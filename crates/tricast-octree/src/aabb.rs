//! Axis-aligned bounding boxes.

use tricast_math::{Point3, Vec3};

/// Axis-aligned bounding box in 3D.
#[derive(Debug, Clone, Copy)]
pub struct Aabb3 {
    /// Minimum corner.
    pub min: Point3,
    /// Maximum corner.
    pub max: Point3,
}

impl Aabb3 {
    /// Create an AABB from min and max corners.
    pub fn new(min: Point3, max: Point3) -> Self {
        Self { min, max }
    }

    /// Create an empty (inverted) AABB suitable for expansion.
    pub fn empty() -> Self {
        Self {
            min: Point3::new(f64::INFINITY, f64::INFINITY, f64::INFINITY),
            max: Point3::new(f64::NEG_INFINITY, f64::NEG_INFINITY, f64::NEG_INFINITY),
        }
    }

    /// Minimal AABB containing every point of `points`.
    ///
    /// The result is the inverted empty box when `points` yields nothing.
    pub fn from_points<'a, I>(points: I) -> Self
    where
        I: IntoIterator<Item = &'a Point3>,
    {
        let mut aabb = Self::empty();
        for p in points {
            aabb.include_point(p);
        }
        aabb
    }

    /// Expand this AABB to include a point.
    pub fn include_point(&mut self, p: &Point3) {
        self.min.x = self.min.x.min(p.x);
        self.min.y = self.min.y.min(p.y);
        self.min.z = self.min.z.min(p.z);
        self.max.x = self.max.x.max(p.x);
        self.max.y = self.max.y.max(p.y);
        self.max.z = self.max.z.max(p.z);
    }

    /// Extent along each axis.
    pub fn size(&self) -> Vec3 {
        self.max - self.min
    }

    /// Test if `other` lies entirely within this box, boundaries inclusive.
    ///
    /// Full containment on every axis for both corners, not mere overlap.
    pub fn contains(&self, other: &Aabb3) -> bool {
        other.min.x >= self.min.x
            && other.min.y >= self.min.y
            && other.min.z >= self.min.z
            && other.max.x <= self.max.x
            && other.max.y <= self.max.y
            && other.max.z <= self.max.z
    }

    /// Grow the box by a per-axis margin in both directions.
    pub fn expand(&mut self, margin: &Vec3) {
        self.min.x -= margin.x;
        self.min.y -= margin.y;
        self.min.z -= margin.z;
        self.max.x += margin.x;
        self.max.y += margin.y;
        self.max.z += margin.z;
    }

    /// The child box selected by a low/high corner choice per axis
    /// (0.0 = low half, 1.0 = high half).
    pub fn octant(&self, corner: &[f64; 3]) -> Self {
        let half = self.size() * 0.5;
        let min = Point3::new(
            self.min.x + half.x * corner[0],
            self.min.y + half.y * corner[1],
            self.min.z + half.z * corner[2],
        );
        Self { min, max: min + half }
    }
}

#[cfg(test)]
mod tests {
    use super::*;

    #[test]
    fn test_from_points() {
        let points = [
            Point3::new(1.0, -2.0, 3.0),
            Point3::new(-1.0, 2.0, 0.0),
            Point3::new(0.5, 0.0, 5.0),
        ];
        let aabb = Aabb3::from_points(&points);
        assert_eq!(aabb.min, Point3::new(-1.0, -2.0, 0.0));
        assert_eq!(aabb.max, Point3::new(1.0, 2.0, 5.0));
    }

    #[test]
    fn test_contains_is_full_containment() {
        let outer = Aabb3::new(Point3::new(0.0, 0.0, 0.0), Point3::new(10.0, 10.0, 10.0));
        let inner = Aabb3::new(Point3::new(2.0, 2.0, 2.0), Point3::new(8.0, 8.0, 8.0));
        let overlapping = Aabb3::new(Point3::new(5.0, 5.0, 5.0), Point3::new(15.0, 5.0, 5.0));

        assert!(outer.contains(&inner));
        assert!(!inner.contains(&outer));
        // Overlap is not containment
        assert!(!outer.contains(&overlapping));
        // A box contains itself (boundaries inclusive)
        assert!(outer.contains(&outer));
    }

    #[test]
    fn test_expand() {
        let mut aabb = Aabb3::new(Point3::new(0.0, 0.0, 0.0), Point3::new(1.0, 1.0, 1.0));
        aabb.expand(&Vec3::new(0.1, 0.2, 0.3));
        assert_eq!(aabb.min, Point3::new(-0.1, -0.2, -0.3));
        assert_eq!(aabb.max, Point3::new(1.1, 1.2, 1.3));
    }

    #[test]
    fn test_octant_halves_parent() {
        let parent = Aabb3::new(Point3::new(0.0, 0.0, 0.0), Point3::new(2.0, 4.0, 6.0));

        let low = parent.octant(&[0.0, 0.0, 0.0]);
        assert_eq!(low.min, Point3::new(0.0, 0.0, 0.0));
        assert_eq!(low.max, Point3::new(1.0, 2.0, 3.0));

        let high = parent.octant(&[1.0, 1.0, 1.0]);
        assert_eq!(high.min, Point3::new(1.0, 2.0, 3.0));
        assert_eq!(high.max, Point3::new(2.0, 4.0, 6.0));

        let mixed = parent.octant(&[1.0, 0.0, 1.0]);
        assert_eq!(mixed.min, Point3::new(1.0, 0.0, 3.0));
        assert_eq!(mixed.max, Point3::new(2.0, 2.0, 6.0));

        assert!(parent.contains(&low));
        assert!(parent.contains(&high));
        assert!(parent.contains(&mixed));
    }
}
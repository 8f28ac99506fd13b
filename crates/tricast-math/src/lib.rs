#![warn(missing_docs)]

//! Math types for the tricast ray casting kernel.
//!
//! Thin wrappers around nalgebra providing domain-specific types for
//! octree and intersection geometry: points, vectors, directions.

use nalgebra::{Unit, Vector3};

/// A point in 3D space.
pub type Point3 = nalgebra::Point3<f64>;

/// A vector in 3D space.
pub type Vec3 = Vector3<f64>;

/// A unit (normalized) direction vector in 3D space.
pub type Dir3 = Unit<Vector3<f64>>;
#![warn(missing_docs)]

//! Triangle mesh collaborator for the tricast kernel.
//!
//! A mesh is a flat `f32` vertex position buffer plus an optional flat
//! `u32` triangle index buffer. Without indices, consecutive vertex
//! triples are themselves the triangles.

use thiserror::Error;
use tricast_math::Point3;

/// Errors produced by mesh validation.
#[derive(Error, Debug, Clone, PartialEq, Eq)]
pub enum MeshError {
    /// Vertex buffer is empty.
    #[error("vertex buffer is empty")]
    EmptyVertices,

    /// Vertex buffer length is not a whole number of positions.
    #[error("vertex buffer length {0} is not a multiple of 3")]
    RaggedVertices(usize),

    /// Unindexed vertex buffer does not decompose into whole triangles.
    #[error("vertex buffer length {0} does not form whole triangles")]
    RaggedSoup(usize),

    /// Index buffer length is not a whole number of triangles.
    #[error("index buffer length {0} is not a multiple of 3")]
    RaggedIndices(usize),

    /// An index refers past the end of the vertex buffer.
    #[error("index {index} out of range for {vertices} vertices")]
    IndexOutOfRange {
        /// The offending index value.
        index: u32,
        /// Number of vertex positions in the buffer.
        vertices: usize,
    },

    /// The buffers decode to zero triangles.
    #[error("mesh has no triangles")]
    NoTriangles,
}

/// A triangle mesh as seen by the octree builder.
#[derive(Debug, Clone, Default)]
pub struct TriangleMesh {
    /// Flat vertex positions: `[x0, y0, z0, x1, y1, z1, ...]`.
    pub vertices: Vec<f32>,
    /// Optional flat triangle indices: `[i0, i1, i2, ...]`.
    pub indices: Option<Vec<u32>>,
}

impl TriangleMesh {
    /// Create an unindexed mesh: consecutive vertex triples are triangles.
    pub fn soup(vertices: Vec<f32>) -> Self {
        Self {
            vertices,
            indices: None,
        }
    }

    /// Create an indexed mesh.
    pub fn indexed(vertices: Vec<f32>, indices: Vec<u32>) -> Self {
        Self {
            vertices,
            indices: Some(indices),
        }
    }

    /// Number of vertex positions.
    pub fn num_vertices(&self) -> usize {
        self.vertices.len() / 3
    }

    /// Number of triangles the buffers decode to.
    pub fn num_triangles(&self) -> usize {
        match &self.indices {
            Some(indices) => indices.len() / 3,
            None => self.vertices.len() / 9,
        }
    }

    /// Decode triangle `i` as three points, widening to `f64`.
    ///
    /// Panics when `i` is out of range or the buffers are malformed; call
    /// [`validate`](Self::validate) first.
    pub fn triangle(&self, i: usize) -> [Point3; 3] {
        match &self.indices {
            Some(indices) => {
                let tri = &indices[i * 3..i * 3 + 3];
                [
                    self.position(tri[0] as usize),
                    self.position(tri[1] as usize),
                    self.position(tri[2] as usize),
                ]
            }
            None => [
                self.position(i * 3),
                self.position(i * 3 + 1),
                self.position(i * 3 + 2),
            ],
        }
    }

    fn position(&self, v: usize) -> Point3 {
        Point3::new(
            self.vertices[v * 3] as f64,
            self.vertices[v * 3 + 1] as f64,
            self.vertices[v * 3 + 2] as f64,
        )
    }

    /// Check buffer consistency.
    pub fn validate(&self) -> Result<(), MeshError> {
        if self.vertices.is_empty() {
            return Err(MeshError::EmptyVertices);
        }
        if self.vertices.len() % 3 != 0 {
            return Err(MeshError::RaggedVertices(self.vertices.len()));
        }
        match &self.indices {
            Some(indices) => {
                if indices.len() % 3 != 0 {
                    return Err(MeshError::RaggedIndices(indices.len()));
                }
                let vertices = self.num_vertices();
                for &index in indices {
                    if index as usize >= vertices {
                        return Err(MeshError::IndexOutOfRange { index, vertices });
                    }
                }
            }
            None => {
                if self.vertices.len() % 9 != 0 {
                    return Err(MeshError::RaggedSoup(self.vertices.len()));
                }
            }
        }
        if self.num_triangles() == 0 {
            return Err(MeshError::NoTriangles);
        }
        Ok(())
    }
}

## Directions for this task
Look in the material above for the line with "itself (boundaries inclusive)" and the line with "domain-specific types for", and transcribe exactly those lines and all lines between them, nothing more.

## Response box
        // A box contains itself (boundaries inclusive)
        assert!(outer.contains(&outer));
    }

    #[test]
    fn test_expand() {
        let mut aabb = Aabb3::new(Point3::new(0.0, 0.0, 0.0), Point3::new(1.0, 1.0, 1.0));
        aabb.expand(&Vec3::new(0.1, 0.2, 0.3));
        assert_eq!(aabb.min, Point3::new(-0.1, -0.2, -0.3));
        assert_eq!(aabb.max, Point3::new(1.1, 1.2, 1.3));
    }

    #[test]
    fn test_octant_halves_parent() {
        let parent = Aabb3::new(Point3::new(0.0, 0.0, 0.0), Point3::new(2.0, 4.0, 6.0));

        let low = parent.octant(&[0.0, 0.0, 0.0]);
        assert_eq!(low.min, Point3::new(0.0, 0.0, 0.0));
        assert_eq!(low.max, Point3::new(1.0, 2.0, 3.0));

        let high = parent.octant(&[1.0, 1.0, 1.0]);
        assert_eq!(high.min, Point3::new(1.0, 2.0, 3.0));
        assert_eq!(high.max, Point3::new(2.0, 4.0, 6.0));

        let mixed = parent.octant(&[1.0, 0.0, 1.0]);
        assert_eq!(mixed.min, Point3::new(1.0, 0.0, 3.0));
        assert_eq!(mixed.max, Point3::new(2.0, 2.0, 6.0));

        assert!(parent.contains(&low));
        assert!(parent.contains(&high));
        assert!(parent.contains(&mixed));
    }
}
repository 8f28ac99506fd13b
filename crates/tricast-math/src/lib.rs
#![warn(missing_docs)]

//! Math types for the tricast ray casting kernel.
//!
//! Thin wrappers around nalgebra providing domain-specific types for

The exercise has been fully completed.